Now, in their latest iteration, wireless and wired commercial lighting sensors and controls are becoming more closely tied to building management systems. It might not be long before fixture-­mounted equipment is controlling thermostat operations and lighting.

Lighting controls history 101

Physical light switches were first commercialized in the United States in the early 1890s, and that basic on/off technology remained the standard for decades. Dimmer switches didn’t hit the mass market until the 1960s. While rheostat-based controls were marketed earlier, these were bulky and inefficient. It took solid state electronics to make the devices popular with a broad audience.

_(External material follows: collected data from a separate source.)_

use anyhow::Result;
use chrono::{NaiveDate, Utc};
use sqlx::PgPool;
use uuid::Uuid;

use crate::models::DailyOverview;
use crate::services::{GoalService, NotificationService, NutritionService, StepService, WorkoutService};

#[derive(Clone)]
pub struct DashboardService {
    steps: StepService,
    workouts: WorkoutService,
    nutrition: NutritionService,
    goals: GoalService,
    notifications: NotificationService,
}

impl DashboardService {
    pub fn new(db: PgPool) -> Self {
        Self {
            steps: StepService::new(db.clone()),
            workouts: WorkoutService::new(db.clone()),
            nutrition: NutritionService::new(db.clone()),
            goals: GoalService::new(db.clone()),
            notifications: NotificationService::new(db),
        }
    }

    pub async fn daily_overview(&self, user_id: Uuid, date: NaiveDate) -> Result<DailyOverview> {
        let today = Utc::now().date_naive();

        let (steps, workouts, nutrition, active_goals, unread) = tokio::try_join!(
            self.steps.get_day(user_id, date),
            self.workouts.daily_totals(user_id, date),
            self.nutrition.daily_summary(user_id, date),
            self.goals.active_goal_views(user_id, today),
            self.notifications.unread_count(user_id),
        )?;

        Ok(DailyOverview::new(
            date,
            steps,
            workouts,
            nutrition,
            active_goals,
            unread,
        ))
    }
}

Applications for these dimmers were limited to incandescent and halogen lamps, as they weren’t compatible with the ballast-based designs of fluorescent lighting systems. As a result, commercial office spaces were stuck with traditional on/off controls until electronic dimmable ballasts were commercialized in the early 1990s. Later that same decade, occupancy sensors began appearing in commercial spaces, and, by 2007, ASHRAE’s energy code had begun mandating automatic shutoff controls, with occupancy sensors as an option.

The proliferation of LED lamps and fixtures in the early 2010s helped drive sensor and control adoption even faster because these light sources don’t need ballasts, and their native digital technology makes output much more adjustable.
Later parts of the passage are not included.